Exercise brief: Only the number should be given: how many lines below contain "display".

Study material:
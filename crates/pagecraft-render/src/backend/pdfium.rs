//! PDFium backend.
//!
//! Renders the full page (text, vectors and images) through the PDFium
//! shared library. Bindings are created per call so the backend itself
//! stays `Send` and can live inside a worker thread.

use std::path::PathBuf;

use pdfium_render::prelude::*;
use tracing::debug;

use super::RasterBackend;
use crate::{Bitmap, RenderError, Result, TargetSize};

/// Environment variable naming a directory that contains the PDFium library.
pub const PDFIUM_DIR_ENV: &str = "PAGECRAFT_PDFIUM_DIR";

pub struct PdfiumBackend {
    library_dir: Option<PathBuf>,
}

impl PdfiumBackend {
    /// Create a backend, failing early when no PDFium library can be bound.
    ///
    /// Looks in `$PAGECRAFT_PDFIUM_DIR`, then the current directory, then
    /// the system library path.
    pub fn new() -> Result<Self> {
        let backend = Self {
            library_dir: std::env::var_os(PDFIUM_DIR_ENV).map(PathBuf::from),
        };
        backend.bind()?;
        Ok(backend)
    }

    /// Create a backend bound to the library in `dir`.
    pub fn with_library_dir(dir: impl Into<PathBuf>) -> Result<Self> {
        let backend = Self {
            library_dir: Some(dir.into()),
        };
        backend.bind()?;
        Ok(backend)
    }

    fn bind(&self) -> Result<Pdfium> {
        let local = self
            .library_dir
            .clone()
            .unwrap_or_else(|| PathBuf::from("./"));
        let bindings = Pdfium::bind_to_library(Pdfium::pdfium_platform_library_name_at_path(&local))
            .or_else(|_| Pdfium::bind_to_system_library())
            .map_err(|e| RenderError::Unavailable(format!("PDFium library not found: {}", e)))?;
        Ok(Pdfium::new(bindings))
    }
}

fn backend_error(err: PdfiumError) -> RenderError {
    RenderError::Backend(err.to_string())
}

impl RasterBackend for PdfiumBackend {
    fn name(&self) -> &'static str {
        "pdfium"
    }

    fn page_count(&self, data: &[u8]) -> Result<u32> {
        let pdfium = self.bind()?;
        let document = pdfium
            .load_pdf_from_byte_slice(data, None)
            .map_err(|e| RenderError::Parse(e.to_string()))?;
        Ok(u32::from(document.pages().len()))
    }

    fn render(&self, data: &[u8], page: u32, target: TargetSize) -> Result<Bitmap> {
        let pdfium = self.bind()?;
        let document = pdfium
            .load_pdf_from_byte_slice(data, None)
            .map_err(|e| RenderError::Parse(e.to_string()))?;

        let page_count = u32::from(document.pages().len());
        if page == 0 || page > page_count {
            return Err(RenderError::PageOutOfRange { page, page_count });
        }
        let pdf_page = document
            .pages()
            .get((page - 1) as u16)
            .map_err(backend_error)?;

        let (width, height, scale) = target.fit(pdf_page.width().value, pdf_page.height().value);
        debug!("PDFium rendering page {} at {}x{} (scale {:.3})", page, width, height, scale);

        let config = PdfRenderConfig::new()
            .set_target_width(width as i32)
            .set_maximum_height(height as i32);
        let rendered = pdf_page.render_with_config(&config).map_err(backend_error)?;
        Ok(Bitmap::from(rendered.as_image()))
    }
}
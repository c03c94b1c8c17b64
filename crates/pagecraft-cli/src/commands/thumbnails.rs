//! Thumbnails command - render page previews to PNG files.

use std::path::PathBuf;
use std::sync::Arc;
use std::time::Instant;

use anyhow::Context;
use clap::{Args, ValueEnum};
use console::style;
use indicatif::{ProgressBar, ProgressStyle};
use tracing::warn;

use pagecraft_core::thumbnail::ThumbnailResponse;
use pagecraft_core::{BackendKind, ThumbnailService};

use super::{load_config, read_pdf, stem, write_file};

#[derive(Clone, Copy, ValueEnum)]
enum BackendArg {
    ImageLayer,
    Pdfium,
}

impl From<BackendArg> for BackendKind {
    fn from(arg: BackendArg) -> Self {
        match arg {
            BackendArg::ImageLayer => BackendKind::ImageLayer,
            BackendArg::Pdfium => BackendKind::Pdfium,
        }
    }
}

/// Arguments for the thumbnails command.
#[derive(Args)]
pub struct ThumbnailsArgs {
    /// Input PDF file
    input: PathBuf,

    /// First page to render
    #[arg(long, default_value = "1")]
    start: u32,

    /// Last page to render (default: last page)
    #[arg(long)]
    end: Option<u32>,

    /// Maximum thumbnail width (overrides config)
    #[arg(long)]
    width: Option<u32>,

    /// Maximum thumbnail height (overrides config)
    #[arg(long)]
    height: Option<u32>,

    /// Rasterization backend (overrides config)
    #[arg(long, value_enum)]
    backend: Option<BackendArg>,

    /// Output directory
    #[arg(short, long, default_value = "thumbnails")]
    output_dir: PathBuf,
}

pub async fn run(args: ThumbnailsArgs, config_path: Option<&str>) -> anyhow::Result<()> {
    let start = Instant::now();
    let mut config = load_config(config_path)?.thumbnails;
    if let Some(width) = args.width {
        config.width = width;
    }
    if let Some(height) = args.height {
        config.height = height;
    }
    if let Some(backend) = args.backend {
        config.backend = backend.into();
    }

    let data: Arc<[u8]> = read_pdf(&args.input)?.into();
    let name = stem(&args.input, "document");
    let mut service = ThumbnailService::new(&config).context("Failed to start thumbnail worker")?;

    let spinner = ProgressBar::new_spinner();
    spinner.set_style(
        ProgressStyle::default_spinner()
            .template("{spinner:.green} [{elapsed_precise}] {msg}")
            .unwrap_or_else(|_| ProgressStyle::default_spinner()),
    );
    spinner.set_message(format!("rendering {}", args.input.display()));
    spinner.enable_steady_tick(std::time::Duration::from_millis(100));

    let end = args.end.unwrap_or(u32::MAX);
    if !service.generate_batch(&name, data, args.start, end, config.target()) {
        anyhow::bail!("Thumbnail worker is not running");
    }
    let response = service.recv();
    spinner.finish_and_clear();
    service.shutdown();

    let Some(ThumbnailResponse::BatchReady { results, .. }) = response else {
        anyhow::bail!("Thumbnail worker stopped without a result");
    };

    let mut written = 0;
    let mut failed = 0;
    for result in results {
        match result.outcome {
            Ok(bitmap) => {
                let path = args.output_dir.join(format!("{}_page{}.png", name, result.page));
                write_file(&path, &bitmap.to_png()?)?;
                println!(
                    "{} {} ({}x{})",
                    style("✓").green(),
                    path.display(),
                    bitmap.width(),
                    bitmap.height()
                );
                written += 1;
            }
            Err(e) => {
                warn!("Page {} failed: {}", result.page, e);
                println!("{} page {}: {}", style("✗").red(), result.page, e);
                failed += 1;
            }
        }
    }

    println!();
    println!(
        "{} {} thumbnails, {} failed, in {:?}",
        style("ℹ").blue(),
        written,
        failed,
        start.elapsed()
    );

    if written == 0 && failed > 0 {
        anyhow::bail!("No thumbnails could be rendered");
    }
    Ok(())
}
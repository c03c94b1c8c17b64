//! Error types for the pagecraft-core library.

use thiserror::Error;

/// Main error type for the pagecraft library.
#[derive(Error, Debug)]
pub enum PagecraftError {
    /// Document model or page operation error.
    #[error("document error: {0}")]
    Document(#[from] DocumentError),

    /// Rasterization error from the render layer.
    #[error("render error: {0}")]
    Render(#[from] pagecraft_render::RenderError),

    /// Dispatch layer error.
    #[error("dispatch error: {0}")]
    Dispatch(#[from] DispatchError),

    /// I/O error.
    #[error("I/O error: {0}")]
    Io(#[from] std::io::Error),

    /// Configuration error.
    #[error("configuration error: {0}")]
    Config(String),
}

/// Errors raised by the document model and the page operations.
#[derive(Error, Debug)]
pub enum DocumentError {
    /// The input bytes are not a readable PDF.
    #[error("failed to parse PDF: {0}")]
    Parse(String),

    /// A page outside the document (1-based).
    #[error("page {page} is out of range (document has {page_count} pages)")]
    Index { page: usize, page_count: usize },

    /// Serialization of the document failed.
    #[error("failed to save PDF: {0}")]
    Save(String),

    /// The PDF is encrypted and the empty password does not open it.
    #[error("PDF is encrypted")]
    Encrypted,

    /// Rotation that is not a multiple of 90 degrees.
    #[error("invalid rotation: {0} (must be a multiple of 90)")]
    InvalidRotation(i32),

    /// A page order that the active policy rejects.
    #[error("invalid page order: {0}")]
    InvalidOrder(String),

    /// A split request that cannot produce parts.
    #[error("invalid split: {0}")]
    InvalidSplit(String),

    /// Watermark options that cannot be drawn.
    #[error("invalid watermark: {0}")]
    InvalidWatermark(String),
}

/// Errors surfaced by the dispatch layer to callers.
#[derive(Error, Debug, Clone, PartialEq, Eq)]
pub enum DispatchError {
    /// The execution unit died while the request was outstanding.
    #[error("worker crashed")]
    WorkerUnavailable,

    /// An operation kind that no worker understands.
    #[error("unknown operation type: {0}")]
    UnknownOperation(String),

    /// The operation ran and failed; carries the worker's message.
    #[error("operation failed: {0}")]
    Failed(String),

    /// The dispatcher was shut down before the request completed.
    #[error("dispatcher terminated")]
    Terminated,

    /// The execution unit could not be started.
    #[error("failed to start worker: {0}")]
    Spawn(String),
}

/// Result type for the pagecraft library.
pub type Result<T> = std::result::Result<T, PagecraftError>;
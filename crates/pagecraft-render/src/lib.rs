//! Page rasterization layer for pagecraft.
//!
//! This crate provides a unified interface for turning a single PDF page
//! into a pixel buffer across different backends:
//! - `ImageLayerBackend`, pure Rust, paints the image content of a page
//! - `PdfiumBackend` (behind the `pdfium` feature) for full-fidelity rendering

mod backend;
mod bitmap;
mod error;
mod geometry;
pub mod pdf;

pub use backend::{create_backend, BackendKind, ImageLayerBackend, RasterBackend};
pub use bitmap::Bitmap;
pub use error::RenderError;
pub use geometry::{fit_scale, PageBox, TargetSize};

#[cfg(feature = "pdfium")]
pub use backend::pdfium::PdfiumBackend;

/// Result type for rasterization.
pub type Result<T> = std::result::Result<T, RenderError>;
//! Single-document page commands: extract, reorder, delete, rotate.

use std::path::{Path, PathBuf};

use clap::Args;
use console::style;
use tracing::info;

use pagecraft_core::ops::{self, parse_page_list, parse_page_range};

use super::{
    default_output, dispatcher_with_progress, load_config, percent_bar, print_written, read_pdf,
    write_file,
};

/// Arguments for the extract command.
#[derive(Args)]
pub struct ExtractArgs {
    /// Input PDF file
    input: PathBuf,

    /// Pages to keep, e.g. "1-3,5,8-10"
    #[arg(short, long)]
    pages: String,

    /// Output file (default: <input>_extracted.pdf)
    #[arg(short, long)]
    output: Option<PathBuf>,
}

/// Arguments for the reorder command.
#[derive(Args)]
pub struct ReorderArgs {
    /// Input PDF file
    input: PathBuf,

    /// New page order, e.g. "3,1,2" or "4-1"
    #[arg(long)]
    order: String,

    /// Output file (default: <input>_reordered.pdf)
    #[arg(short, long)]
    output: Option<PathBuf>,
}

/// Arguments for the delete command.
#[derive(Args)]
pub struct DeleteArgs {
    /// Input PDF file
    input: PathBuf,

    /// Pages to delete, e.g. "2,4-6"
    #[arg(short, long)]
    pages: String,

    /// Output file (default: <input>_deleted.pdf)
    #[arg(short, long)]
    output: Option<PathBuf>,
}

/// Arguments for the rotate command.
#[derive(Args)]
pub struct RotateArgs {
    /// Input PDF file
    input: PathBuf,

    /// Rotation in degrees, a multiple of 90 (negative is counter-clockwise)
    #[arg(short, long, allow_hyphen_values = true)]
    degrees: i32,

    /// Pages to rotate (default: all pages)
    #[arg(short, long)]
    pages: Option<String>,

    /// Output file (default: <input>_rotated.pdf)
    #[arg(short, long)]
    output: Option<PathBuf>,
}

/// Read `input` and return its bytes with the page count.
fn load(input: &Path) -> anyhow::Result<(Vec<u8>, u32)> {
    let data = read_pdf(input)?;
    let count = ops::page_count(&data)?;
    info!("{} has {} pages", input.display(), count);
    Ok((data, u32::try_from(count)?))
}

/// Resolve a page selection, failing when nothing in it is a real page.
fn select(text: &str, page_count: u32) -> anyhow::Result<Vec<u32>> {
    let pages = parse_page_range(text, page_count);
    if pages.is_empty() {
        anyhow::bail!(
            "No valid pages in \"{}\" (document has {} pages)",
            text,
            page_count
        );
    }
    Ok(pages)
}

fn finish(output: &Path, data: &[u8]) -> anyhow::Result<()> {
    write_file(output, data)?;
    print_written(output, ops::page_count(data).unwrap_or(0), data.len());
    Ok(())
}

pub async fn extract(args: ExtractArgs, config_path: Option<&str>) -> anyhow::Result<()> {
    let config = load_config(config_path)?;
    let (data, count) = load(&args.input)?;
    let pages = select(&args.pages, count)?;

    let bar = percent_bar("extracting");
    let result = dispatcher_with_progress(&config, &bar).extract(data, pages).await;
    bar.finish_and_clear();

    let output = args
        .output
        .unwrap_or_else(|| default_output(&args.input, "extracted"));
    finish(&output, &result?)
}

pub async fn reorder(args: ReorderArgs, config_path: Option<&str>) -> anyhow::Result<()> {
    let config = load_config(config_path)?;
    let (data, _) = load(&args.input)?;
    let order = parse_page_list(&args.order)?;

    let bar = percent_bar("reordering");
    let result = dispatcher_with_progress(&config, &bar).reorder(data, order).await;
    bar.finish_and_clear();

    let output = args
        .output
        .unwrap_or_else(|| default_output(&args.input, "reordered"));
    finish(&output, &result?)
}

pub async fn delete(args: DeleteArgs, config_path: Option<&str>) -> anyhow::Result<()> {
    let config = load_config(config_path)?;
    let (data, count) = load(&args.input)?;
    let pages = select(&args.pages, count)?;
    if pages.len() == count as usize {
        println!(
            "{} Deleting every page leaves an empty document",
            style("⚠").yellow()
        );
    }

    let bar = percent_bar("deleting");
    let result = dispatcher_with_progress(&config, &bar).delete(data, pages).await;
    bar.finish_and_clear();

    let output = args
        .output
        .unwrap_or_else(|| default_output(&args.input, "deleted"));
    finish(&output, &result?)
}

pub async fn rotate(args: RotateArgs, config_path: Option<&str>) -> anyhow::Result<()> {
    let config = load_config(config_path)?;
    let (data, count) = load(&args.input)?;
    let pages = match &args.pages {
        Some(text) => select(text, count)?,
        None => (1..=count).collect(),
    };

    let bar = percent_bar("rotating");
    let result = dispatcher_with_progress(&config, &bar)
        .rotate(data, pages, args.degrees)
        .await;
    bar.finish_and_clear();

    let output = args
        .output
        .unwrap_or_else(|| default_output(&args.input, "rotated"));
    finish(&output, &result?)
}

Answer to the problem: 3